Solana, the native token of the blockchain backed by FTX’s Sam Bankman-Fried, logged a record daily percentage gain on Sunday, defying bitcoin’s 6% sell-off.
The SOL tokens surged 30% on the FTX exchange to near $33 that day, according to TradingView. It was a staggering daily return considering that prices for bitcoin, along with most of other crypto assets, dropped to multi-week lows.
After a year-to-date return of nearly 1,600%, Solana now has a total market capitalization of more than $8.3 billion, according to Messari, just after Tron’s $9.17 billion.
Bankman-Fried said in a series of messages via LinkedIn that the factors driving Solana may have been independent from the forces at work in last weekend’s crypto sell-off.
“SOL traders were probably not as leveraged long, and so there were fewer liquidations,” he said.

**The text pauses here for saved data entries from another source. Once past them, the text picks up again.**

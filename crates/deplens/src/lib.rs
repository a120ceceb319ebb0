//! Facade for embedding deplens.
//!
//! Re-exports the diagnostics pipeline and the stable DTOs so hosts (editor
//! integrations, CI wrappers) depend on one crate.

#![forbid(unsafe_code)]

pub use deplens_domain::{Pipeline, bind, evaluate, model, policy, report, rules};
pub use deplens_types::{
    Diagnostic, DiagnosticCounts, FieldPath, PackageRef, Position, Range, ReportEnvelope,
    SCHEMA_REPORT_V1, Severity, ToolMeta, Verdict, explain, ids,
};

Whereas solana’s futures liquidations contributed roughly $18.1 million of the total crypto liquidation:
Alameda, a trading firm led by Bankman-Fried, has been heavily investing the Solana ecosystem in a bid to promote an Ethereum alternative capable of faster transactions and higher scalability. The Ethereum blockchain has become increasingly congested, leading to an increase in transactional tariffs known as “gas fees.”
A representative of Solana community in China told CoinDesk via WeChat that public blockchains including Binance Smart Chain and Solana have been able to lure away more decentralized finance (DeFi) developers and projects from Ethereum due to the consistently high gas fees on Ethereum.
Ethereum currently handles about 15 transactions per second (TPS), while Solana is capable of more than 1,000 TPS, according to data from blockchair and Solana Beach.
“It is a combination of people being fed up with gas fees, and comparisons on decentralization with other major non-Ethereum blockchains,” Bankman-Fried said.
As a “proof-of-stake” blockchain, Solana grants reward incentives for SOL token holders who are staking their tokens to help secure the network, according to Chris Bo, China lead for Solana blockchain. Another incentive for Solana validators is an inflation-related mechanism that went live in February. With an initial annualized inflation rate of 8%, newly minted tokens go to validators and stakers in proportion to their staked amounts.
The inflation rate will decrease by 15% each year until it reaches 1.5%, according to Solana’s website.